İyi okumlar...♡
Soğuktu ancak umrumda değildi. Şu durumda nasıl umrumda olabilirdi. Annem, meleğim buz gibi kara toprağın altındayken şu soğuk nasıl umrumda olabilirdi. Nasıl kendimi düşünebilirdim. Koskoca 13 yıl geçmişti ama ben hala alışamıyordum. Bir yerden her an çıkıp "güzel kızım, mis kokulum " diye seslenecekmiş gibi geliyordu. Yapamıyordum, tek başımaydım. Sırtımdaki yük çok ağırdı sürekli düşmeme sebep oluyordu. Korkuyordum, bir kere daha düşersem eğer kalkamamaktan korkuyordum. Onu hayal kırıklığına uğratmaktan korkuyordum. İçimde ki o masum kızı hayal kırıklığına uğratmaktan ölesiye korkuyordum. Bir yanım sondasın başaramazsın, diyordu. Diğer tarafım denemeden pes edemezsin daha fazla korkak gibi kaçamazsın, diyordu. İkinci ses haklıydı hem de sonuna kadar. Denememiştim bile bu kadar çabuk pes edemezdim.

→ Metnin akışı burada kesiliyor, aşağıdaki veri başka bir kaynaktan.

//! Stateless helpers shared by the pipeline stages.

use std::path::Path;
use std::sync::LazyLock;

use packlist_io_xlsx::EnumCellValue;
use regex::Regex;

use crate::conf::N_DECIMALS;

static WHITESPACE_RUN_RE: LazyLock<Regex> =
    LazyLock::new(|| Regex::new(r"\s+").expect("whitespace pattern compiles"));
static XLSX_SUFFIX_RE: LazyLock<Regex> =
    LazyLock::new(|| Regex::new(r"(?i)\.xlsx?$").expect("suffix pattern compiles"));

/// Collapse whitespace runs (newlines included) to one space, trim, lowercase.
pub fn normalize_header_text(text: &str) -> String {
    WHITESPACE_RUN_RE
        .replace_all(text, " ")
        .trim()
        .to_lowercase()
}

/// Round half away from zero to `n_decimals` places.
pub fn round_decimals(value: f64, n_decimals: i32) -> f64 {
    let n_factor = 10f64.powi(n_decimals);
    (value * n_factor).round() / n_factor
}

/// Round to the report precision (three decimals).
pub fn round3(value: f64) -> f64 {
    round_decimals(value, N_DECIMALS)
}

/// Numeric view of a cell; `nan`/`none` text counts as missing.
pub fn derive_numeric(value: &EnumCellValue) -> Option<f64> {
    if let EnumCellValue::String(s) = value {
        let c_lower = s.trim().to_ascii_lowercase();
        if c_lower == "nan" || c_lower == "none" {
            return None;
        }
    }
    value.as_number()
}

/// Trimmed display text of a cell.
pub fn derive_text(value: &EnumCellValue) -> String {
    value.to_text().trim().to_string()
}

/// Upload base name: file stem without directories and without `.xls`/`.xlsx`.
pub fn derive_base_name(file_name: &str) -> String {
    let c_file = Path::new(file_name)
        .file_name()
        .map(|name| name.to_string_lossy().to_string())
        .unwrap_or_default();
    let c_base = XLSX_SUFFIX_RE.replace(&c_file, "").trim().to_string();
    if c_base.is_empty() {
        "Report".to_string()
    } else {
        c_base
    }
}

/// Clamp a requested worker count to the available parallelism.
pub(crate) fn calculate_worker_limit(num_workers_max: Option<usize>) -> usize {
    let n_cpu = std::thread::available_parallelism()
        .map(|v| v.get())
        .unwrap_or(1);

    match num_workers_max {
        Some(n) => n.clamp(1, n_cpu),
        None => n_cpu.clamp(1, 8),
    }
}

#[cfg(test)]
mod tests {
    use super::*;

    #[test]
    fn test_normalize_header_text_collapses_newlines() {
        assert_eq!(normalize_header_text("  TOTAL\nN.N.W. "), "total n.n.w.");
        assert_eq!(normalize_header_text("QTY  /\tCARTON"), "qty / carton");
    }

    #[test]
    fn test_round3_half_away_from_zero() {
        assert_eq!(round3(1.23449), 1.234);
        assert_eq!(round3(2.0006), 2.001);
        assert_eq!(round3(-0.0006), -0.001);
    }

    #[test]
    fn test_derive_numeric_accepts_numeric_text() {
        assert_eq!(derive_numeric(&EnumCellValue::from(" 12.5 ")), Some(12.5));
        assert_eq!(derive_numeric(&EnumCellValue::Number(3.0)), Some(3.0));
        assert_eq!(derive_numeric(&EnumCellValue::from("nan")), None);
        assert_eq!(derive_numeric(&EnumCellValue::from("60*40*30")), None);
        assert_eq!(derive_numeric(&EnumCellValue::None), None);
    }

    #[test]
    fn test_derive_base_name_strips_directory_and_suffix() {
        assert_eq!(derive_base_name("/tmp/in/TK List.XLSX"), "TK List");
        assert_eq!(derive_base_name("packing.xls"), "packing");
        assert_eq!(derive_base_name(""), "Report");
    }

    #[test]
    fn test_calculate_worker_limit_never_zero() {
        assert_eq!(calculate_worker_limit(Some(0)), 1);
        assert!(calculate_worker_limit(None) >= 1);
    }
}
//! XLSX constants and default preset factories.

use std::collections::BTreeMap;

use crate::spec::SpecCellFormat;

/// Excel worksheet maximum row count.
pub const N_NROWS_EXCEL_MAX: usize = 1_048_576;
/// Excel worksheet maximum column count.
pub const N_NCOLS_EXCEL_MAX: usize = 16_384;
/// Excel sheet name maximum length.
pub const N_LEN_EXCEL_SHEET_NAME_MAX: usize = 31;
/// Characters not allowed in sheet names.
pub const TUP_EXCEL_ILLEGAL: [&str; 7] = ["*", ":", "?", "/", "\\", "[", "]"];
/// Sheet name Excel reserves for itself (case-insensitive).
pub const C_EXCEL_RESERVED_SHEET_NAME: &str = "History";

/// Thin border style code.
pub const N_BORDER_THIN: i64 = 1;
/// Medium border style code.
pub const N_BORDER_MEDIUM: i64 = 2;

/// Three-decimal display format used for weights and volumes.
pub const C_NUM_FORMAT_DECIMAL_3: &str = "0.000";

/// Canonical format preset keys.
#[derive(Debug, Clone, Copy, PartialEq, Eq, PartialOrd, Ord)]
pub enum EnumFmtKey {
    /// Generic text cell format.
    Text,
    /// Integer number format.
    Integer,
    /// Three-decimal number format.
    Decimal,
    /// Bold centered header cell.
    Header,
    /// Large bold title.
    Title,
    /// Wrapped multi-line text block.
    Block,
}

/// Build default named format presets used by report templates.
pub fn derive_default_xlsx_formats() -> BTreeMap<EnumFmtKey, SpecCellFormat> {
    let cfg_base_fmt_spec = SpecCellFormat {
        font_name: Some("Arial".to_string()),
        font_size: Some(10),
        valign: Some("vcenter".to_string()),
        ..Default::default()
    };
    let cfg_boxed_fmt_spec = cfg_base_fmt_spec.with_(SpecCellFormat {
        border: Some(N_BORDER_THIN),
        align: Some("center".to_string()),
        ..Default::default()
    });

    let mut dict_fmt = BTreeMap::new();
    dict_fmt.insert(EnumFmtKey::Text, cfg_boxed_fmt_spec.clone());
    dict_fmt.insert(
        EnumFmtKey::Header,
        cfg_boxed_fmt_spec.with_(SpecCellFormat {
            bold: Some(true),
            text_wrap: Some(true),
            bg_color: Some("#D9E1F2".to_string()),
            ..Default::default()
        }),
    );
    dict_fmt.insert(
        EnumFmtKey::Integer,
        cfg_boxed_fmt_spec.with_(SpecCellFormat {
            num_format: Some("0".to_string()),
            ..Default::default()
        }),
    );
    dict_fmt.insert(
        EnumFmtKey::Decimal,
        cfg_boxed_fmt_spec.with_(SpecCellFormat {
            num_format: Some(C_NUM_FORMAT_DECIMAL_3.to_string()),
            ..Default::default()
        }),
    );
    dict_fmt.insert(
        EnumFmtKey::Title,
        cfg_base_fmt_spec.with_(SpecCellFormat {
            font_size: Some(16),
            bold: Some(true),
            align: Some("center".to_string()),
            ..Default::default()
        }),
    );
    dict_fmt.insert(
        EnumFmtKey::Block,
        cfg_base_fmt_spec.with_(SpecCellFormat {
            text_wrap: Some(true),
            align: Some("left".to_string()),
            valign: Some("top".to_string()),
            ..Default::default()
        }),
    );

    dict_fmt
}
//! Strict comparison of generated cells against their source values.

use packlist_io_xlsx::{EnumCellValue, derive_column_letter};

use crate::conf::{IDX_SIG_CASE_NOS, TUP_HEADER_SIGNATURE};
use crate::spec::{
    SpecGeneratedSheet, SpecNormalizedTable, SpecStrictMismatch, SpecTemplateLayout,
    SpecValidationReport,
};
use crate::util::{derive_numeric, derive_text};

/// Absolute tolerance for numeric cells (three-decimal rounding plus float noise).
const N_NUMERIC_TOLERANCE: f64 = 0.0005 + 1e-9;

/// Compare every mapped cell of `generated` with the source row it came from.
///
/// Carton ids are checked on the first row of each group only; the other
/// rows of a split carton are blank by construction.
pub fn validate_generated_sheet(
    generated: &SpecGeneratedSheet,
    normalized: &SpecNormalizedTable,
    layout: &SpecTemplateLayout,
) -> Vec<SpecStrictMismatch> {
    let mut l_mismatches = Vec::new();
    let sheet = &generated.sheet;

    for idx in 0..normalized.n_data_rows() {
        let n_row = generated.n_row_data_start + idx;
        let mut check = |n_col: usize, c_field: &str, original: &EnumCellValue| {
            let generated_value = sheet.value(n_row, n_col);
            if !is_value_equivalent(original, generated_value) {
                l_mismatches.push(SpecStrictMismatch {
                    order_number: generated.order_number.clone(),
                    row: n_row + 1,
                    column: derive_column_letter(n_col),
                    field_name: c_field.to_string(),
                    original_value: derive_text(original),
                    generated_value: derive_text(generated_value),
                });
            }
        };

        let if_group_first = normalized
            .group_of(idx)
            .is_none_or(|group| group.n_row_start == idx);
        if if_group_first
            && let Some(n_col_src) = normalized.columns.col(IDX_SIG_CASE_NOS)
        {
            let value_src = normalized.raw(idx, n_col_src);
            // a blank source carton is forward-filled, so only explicit ids are compared
            if !value_src.is_empty() {
                check(
                    layout.n_col_carton,
                    TUP_HEADER_SIGNATURE[IDX_SIG_CASE_NOS],
                    value_src,
                );
            }
        }

        for mapping in &layout.l_column_mappings {
            check(
                mapping.n_col_dst,
                mapping.c_field,
                normalized.raw(idx, mapping.n_col_src),
            );
        }
    }

    l_mismatches
}

/// Numbers match within the rounding tolerance; everything else by trimmed text.
fn is_value_equivalent(original: &EnumCellValue, generated: &EnumCellValue) -> bool {
    match (derive_numeric(original), derive_numeric(generated)) {
        (Some(n_original), Some(n_generated)) => {
            (n_original - n_generated).abs() <= N_NUMERIC_TOLERANCE
        }
        _ => derive_text(original) == derive_text(generated),
    }
}

/// Collect soft issues of every table and the strict mismatches found.
pub fn derive_validation_report<'a>(
    l_normalized: impl IntoIterator<Item = &'a SpecNormalizedTable>,
    l_mismatches: Vec<SpecStrictMismatch>,
) -> SpecValidationReport {
    SpecValidationReport {
        soft_issues: l_normalized
            .into_iter()
            .flat_map(|normalized| normalized.soft_issues.iter().cloned())
            .collect(),
        strict_mismatches: l_mismatches,
    }
}

#[cfg(test)]
mod tests {
    use super::*;
    use crate::aggregate::tests::{normalized_from, weighted_row};
    use crate::aggregate::{SpecAggregateOptions, aggregate_table};
    use crate::conf::derive_template_layout;
    use crate::layout::{SpecLayoutContext, write_report_sheet};
    use crate::spec::EnumTemplateVersion;
    use crate::template::build_default_template;

    fn generate(
        normalized: &SpecNormalizedTable,
        layout: &SpecTemplateLayout,
    ) -> SpecGeneratedSheet {
        let template = build_default_template(layout).expect("template builds");
        let (summary, l_breakdown) = aggregate_table(normalized, &SpecAggregateOptions::default());
        let ctx = SpecLayoutContext {
            layout,
            sheet_name: "PO",
        };
        write_report_sheet(&template, normalized, &summary, &l_breakdown, &ctx)
            .expect("layout succeeds")
    }

    #[test]
    fn test_generated_sheet_matches_source() {
        let normalized = normalized_from(
            vec![
                weighted_row("1", "Red", 20.0, 10.0, Some(2.0), 3.14159),
                weighted_row("", "Red", 20.0, 10.0, None, 0.0),
                weighted_row("2", "Blue", 5.0, 5.0, Some(1.0), 1.0),
            ],
            &[],
        );
        for version in [EnumTemplateVersion::V1Legacy, EnumTemplateVersion::V2Extended] {
            let layout = derive_template_layout(version);
            let generated = generate(&normalized, &layout);
            assert!(validate_generated_sheet(&generated, &normalized, &layout).is_empty());
        }
    }

    #[test]
    fn test_tampered_cell_is_reported() {
        let normalized = normalized_from(
            vec![weighted_row("1", "Red", 20.0, 10.0, Some(2.0), 3.0)],
            &[],
        );
        let layout = derive_template_layout(EnumTemplateVersion::V2Extended);
        let mut generated = generate(&normalized, &layout);
        generated
            .sheet
            .set_value(layout.n_row_data_start, 16, EnumCellValue::Number(3.5));
        generated
            .sheet
            .set_value(layout.n_row_data_start, layout.n_col_carton, "9");

        let l_mismatches = validate_generated_sheet(&generated, &normalized, &layout);
        assert_eq!(l_mismatches.len(), 2);
        assert_eq!(l_mismatches[0].column, "C");
        assert_eq!(l_mismatches[1].column, "Q");
        assert_eq!(l_mismatches[1].row, layout.n_row_data_start + 1);
        assert_eq!(l_mismatches[1].field_name, "TOTAL N.W.");
        assert_eq!(l_mismatches[1].original_value, "3");
        assert_eq!(l_mismatches[1].generated_value, "3.5");
    }

    #[test]
    fn test_validation_report_serializes_camel_case() {
        let report = derive_validation_report(
            std::iter::empty(),
            vec![SpecStrictMismatch {
                order_number: "PO1".to_string(),
                row: 20,
                column: "N".to_string(),
                field_name: "CARTON".to_string(),
                original_value: "1".to_string(),
                generated_value: "2".to_string(),
            }],
        );
        let json = serde_json::to_value(&report).expect("report serializes");
        assert_eq!(json["strictMismatches"][0]["orderNumber"], "PO1");
        assert_eq!(json["strictMismatches"][0]["fieldName"], "CARTON");
        assert!(json["softIssues"].as_array().is_some_and(Vec::is_empty));
    }
}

Ellerimi kara toprağın üzerinde gezdirdim. Sanki şu an onun o bembeyaz, pürüzsüz tenine değiyormuş gibi hissediyordum ancak bir fark vardı, soğuktu. Sıpsıcak olan teni buz gibiydi. Derin nefes aldım. Islak toprak kokusu ve yasemin çiçeklerinin kokusu karışmıştı birbirine. Mis kokuyordu annem. Yasemini çok severdi bu yüzden tüm mezarını sadece yasemin çiçekleriyle bezemiştim. Bir damla aktı gözümden sakince dudağımın üstün de durdu. Silmedim çünkü biliyordum birazdan daha fazlası gelecekti.
"Annem." sesim titrek ve kısık çıkmıştı. Ellerimi toprağa geçirdim. Ondan güç almak ister gibi.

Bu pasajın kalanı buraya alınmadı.